■ STUDY MATERIAL
▬▬▬▬▬▬▬▬▬▬

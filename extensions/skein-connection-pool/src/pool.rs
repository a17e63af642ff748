use crate::{PoolConfig, PoolError};
use futures::future::BoxFuture;
use std::collections::VecDeque;
use std::future::Future;
use std::io;
use std::sync::{Arc, Mutex, MutexGuard, PoisonError};
use tokio::sync::oneshot;
use tokio::time::Instant;
use tokio_util::sync::CancellationToken;

pub type ConnectionFactory<C> = Arc<dyn Fn() -> BoxFuture<'static, io::Result<C>> + Send + Sync>;

pub type ConnectionCloser<C> = Arc<dyn Fn(C) + Send + Sync>;

/// What a queued acquirer receives.
enum Handoff<C> {
    /// A released connection, ready for use.
    Connection(C),

    /// A slot freed by a discarded connection; the receiver opens a new one.
    Vacancy,
}

struct IdleConnection<C> {
    connection: C,
    last_activity: Instant,
}

struct Waiter<C> {
    id: u64,
    handoff: oneshot::Sender<Handoff<C>>,
}

struct PoolState<C> {
    idle: VecDeque<IdleConnection<C>>,
    waiters: VecDeque<Waiter<C>>,

    /// Connections alive, leased or idle, plus slots reserved for opening.
    live: usize,

    next_waiter_id: u64,
    closed: bool,
}

/// Counters describing a pool at one instant.
#[derive(Debug, Clone, Copy, PartialEq, Eq)]
pub struct PoolStatus {
    pub live: usize,
    pub idle: usize,
    pub waiting: usize,
}

struct PoolInner<C> {
    config: PoolConfig,
    factory: ConnectionFactory<C>,
    closer: ConnectionCloser<C>,
    state: Mutex<PoolState<C>>,
}

/// A bounded pool of reusable connections.
///
/// At most `max_total_size` connections exist at once. When all of them are
/// leased, acquirers queue and are served strictly in arrival order as
/// connections come back. Every connection the factory produces is passed to
/// the closer exactly once: on idle expiry, on release into a full idle set,
/// on [`discard`](Self::discard), or when the pool is closed or dropped.
///
/// The state lock is never held across the factory or the closer.
pub struct ConnectionPool<C> {
    inner: Arc<PoolInner<C>>,
}

impl<C> Clone for ConnectionPool<C> {
    fn clone(&self) -> Self {
        Self {
            inner: self.inner.clone(),
        }
    }
}

impl<C> ConnectionPool<C> {
    pub fn is_closed(&self) -> bool {
        self.inner.lock().closed
    }

    pub fn status(&self) -> PoolStatus {
        let state = self.inner.lock();
        PoolStatus {
            live: state.live,
            idle: state.idle.len(),
            waiting: state.waiters.len(),
        }
    }

    pub fn config(&self) -> &PoolConfig {
        &self.inner.config
    }
}

impl<C> std::fmt::Debug for ConnectionPool<C> {
    fn fmt(&self, f: &mut std::fmt::Formatter<'_>) -> std::fmt::Result {
        f.debug_struct("ConnectionPool")
            .field("config", &self.inner.config)
            .field("status", &self.status())
            .finish()
    }
}

impl<C> ConnectionPool<C>
where
    C: Send + 'static,
{
    /// Validates `config` and opens `initial_size` connections.
    ///
    /// If any initial connection fails, the ones already opened are closed
    /// and the factory error is returned.
    pub async fn new<F, Fut, G>(config: PoolConfig, factory: F, closer: G) -> Result<Self, PoolError>
    where
        F: Fn() -> Fut + Send + Sync + 'static,
        Fut: Future<Output = io::Result<C>> + Send + 'static,
        G: Fn(C) + Send + Sync + 'static,
    {
        config.validate()?;

        let factory: ConnectionFactory<C> = Arc::new(move || Box::pin(factory()));
        let closer: ConnectionCloser<C> = Arc::new(closer);

        let mut idle = VecDeque::with_capacity(config.max_idle_size);
        for _ in 0..config.initial_size {
            match factory().await {
                Ok(connection) => idle.push_back(IdleConnection {
                    connection,
                    last_activity: Instant::now(),
                }),
                Err(err) => {
                    for entry in idle {
                        closer(entry.connection);
                    }
                    return Err(PoolError::Connect(err));
                }
            }
        }

        tracing::debug!(
            initial = config.initial_size,
            max_idle = config.max_idle_size,
            max_total = config.max_total_size,
            "connection pool created"
        );

        let live = idle.len();
        Ok(Self {
            inner: Arc::new(PoolInner {
                config,
                factory,
                closer,
                state: Mutex::new(PoolState {
                    idle,
                    waiters: VecDeque::new(),
                    live,
                    next_waiter_id: 0,
                    closed: false,
                }),
            }),
        })
    }

    /// Leases a connection, waiting for one if the pool is at capacity.
    ///
    /// Cancelling `cancel` (or dropping the returned future) abandons the
    /// wait; a connection handed over in the meantime goes back to the pool.
    pub async fn acquire(&self, cancel: &CancellationToken) -> Result<C, PoolError> {
        if cancel.is_cancelled() {
            return Err(PoolError::Cancelled);
        }

        let (step, expired) = {
            let mut state = self.inner.lock();
            if state.closed {
                return Err(PoolError::Closed);
            }

            let mut expired = Vec::new();
            let mut found = None;
            while let Some(entry) = state.idle.pop_front() {
                if entry.last_activity.elapsed() > self.inner.config.max_idle_duration {
                    state.live -= 1;
                    expired.push(entry.connection);
                } else {
                    found = Some(entry.connection);
                    break;
                }
            }

            let step = if let Some(connection) = found {
                AcquireStep::Ready(connection)
            } else if state.live < self.inner.config.max_total_size {
                state.live += 1;
                AcquireStep::Open
            } else {
                let id = state.next_waiter_id;
                state.next_waiter_id += 1;
                let (tx, rx) = oneshot::channel();
                state.waiters.push_back(Waiter { id, handoff: tx });
                AcquireStep::Wait(id, rx)
            };
            (step, expired)
        };

        if !expired.is_empty() {
            tracing::debug!(count = expired.len(), "closing expired idle connections");
            for connection in expired {
                (self.inner.closer)(connection);
            }
        }

        match step {
            AcquireStep::Ready(connection) => Ok(connection),
            AcquireStep::Open => self.inner.open_reserved().await,
            AcquireStep::Wait(id, rx) => {
                let mut pending = PendingAcquire {
                    inner: &self.inner,
                    id,
                    rx,
                    settled: false,
                };

                let handoff = tokio::select! {
                    handoff = &mut pending.rx => handoff,
                    _ = cancel.cancelled() => return Err(PoolError::Cancelled),
                };
                pending.settled = true;

                match handoff {
                    Ok(Handoff::Connection(connection)) => Ok(connection),
                    Ok(Handoff::Vacancy) => self.inner.open_reserved().await,
                    // Sender dropped without a hand-off: the pool was closed.
                    Err(_) => Err(PoolError::Closed),
                }
            }
        }
    }

    /// Returns a healthy connection to the pool.
    pub fn release(&self, connection: C) {
        self.inner.release(connection);
    }

    /// Closes a broken connection and frees its slot.
    pub fn discard(&self, connection: C) {
        self.inner.release_vacancy();
        (self.inner.closer)(connection);
    }

    /// Closes every idle connection and fails every queued acquirer.
    ///
    /// Connections still leased are closed when they come back.
    pub fn close(&self) {
        let (idle, waiters) = {
            let mut state = self.inner.lock();
            if state.closed {
                return;
            }
            state.closed = true;
            let idle: Vec<_> = state.idle.drain(..).collect();
            state.live -= idle.len();
            let waiters: Vec<_> = state.waiters.drain(..).collect();
            (idle, waiters)
        };

        tracing::debug!(
            idle = idle.len(),
            waiting = waiters.len(),
            "connection pool closed"
        );
        drop(waiters);
        for entry in idle {
            (self.inner.closer)(entry.connection);
        }
    }

}

enum AcquireStep<C> {
    Ready(C),
    Open,
    Wait(u64, oneshot::Receiver<Handoff<C>>),
}

impl<C> PoolInner<C> {
    fn lock(&self) -> MutexGuard<'_, PoolState<C>> {
        self.state.lock().unwrap_or_else(PoisonError::into_inner)
    }

    fn release(&self, connection: C) {
        let mut state = self.lock();
        if !state.closed {
            let connection = match hand_off(&mut state, Handoff::Connection(connection)) {
                None => return,
                Some(Handoff::Connection(connection)) => connection,
                Some(Handoff::Vacancy) => return,
            };

            if state.idle.len() < self.config.max_idle_size {
                state.idle.push_back(IdleConnection {
                    connection,
                    last_activity: Instant::now(),
                });
                return;
            }

            state.live -= 1;
            drop(state);
            tracing::trace!("idle set full, closing released connection");
            (self.closer)(connection);
            return;
        }

        state.live -= 1;
        drop(state);
        (self.closer)(connection);
    }

    /// Gives a freed slot to the oldest waiter, or drops it from the count.
    fn release_vacancy(&self) {
        let mut state = self.lock();
        if state.closed || hand_off(&mut state, Handoff::Vacancy).is_some() {
            state.live -= 1;
        }
    }

    /// Opens a connection for a slot already counted in `live`.
    async fn open_reserved(&self) -> Result<C, PoolError> {
        let mut reservation = SlotReservation {
            inner: self,
            armed: true,
        };
        let connection = (self.factory)().await?;
        reservation.armed = false;
        tracing::trace!("opened new pooled connection");
        Ok(connection)
    }
}

impl<C> Drop for PoolInner<C> {
    fn drop(&mut self) {
        let state = self.state.get_mut().unwrap_or_else(PoisonError::into_inner);
        for entry in state.idle.drain(..) {
            (self.closer)(entry.connection);
        }
    }
}

/// Delivers `handoff` to the oldest waiter still listening.
///
/// Returns the hand-off back if nobody took it. Must be called with the state
/// lock held so a cancelling waiter cannot slip out between send and removal.
fn hand_off<C>(state: &mut PoolState<C>, mut handoff: Handoff<C>) -> Option<Handoff<C>> {
    while let Some(waiter) = state.waiters.pop_front() {
        match waiter.handoff.send(handoff) {
            Ok(()) => {
                tracing::trace!(waiter = waiter.id, "handed off to queued acquirer");
                return None;
            }
            Err(returned) => handoff = returned,
        }
    }
    Some(handoff)
}

/// A queued acquire. Dropped before settling, it leaves the queue and passes
/// on anything that was delivered to it.
struct PendingAcquire<'a, C> {
    inner: &'a PoolInner<C>,
    id: u64,
    rx: oneshot::Receiver<Handoff<C>>,
    settled: bool,
}

impl<C> Drop for PendingAcquire<'_, C> {
    fn drop(&mut self) {
        if self.settled {
            return;
        }

        self.inner.lock().waiters.retain(|w| w.id != self.id);
        self.rx.close();
        match self.rx.try_recv() {
            Ok(Handoff::Connection(connection)) => self.inner.release(connection),
            Ok(Handoff::Vacancy) => self.inner.release_vacancy(),
            Err(_) => {}
        }
    }
}

/// Frees a reserved slot unless the connection for it was opened.
struct SlotReservation<'a, C> {
    inner: &'a PoolInner<C>,
    armed: bool,
}

impl<C> Drop for SlotReservation<'_, C> {
    fn drop(&mut self) {
        if self.armed {
            self.inner.release_vacancy();
        }
    }
}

▬▬▬▬▬▬▬▬▬▬

The expected answer holds each line from the listing above where the string "await" is present.

            match factory().await {
            AcquireStep::Open => self.inner.open_reserved().await,
                    Ok(Handoff::Vacancy) => self.inner.open_reserved().await,
        let connection = (self.factory)().await?;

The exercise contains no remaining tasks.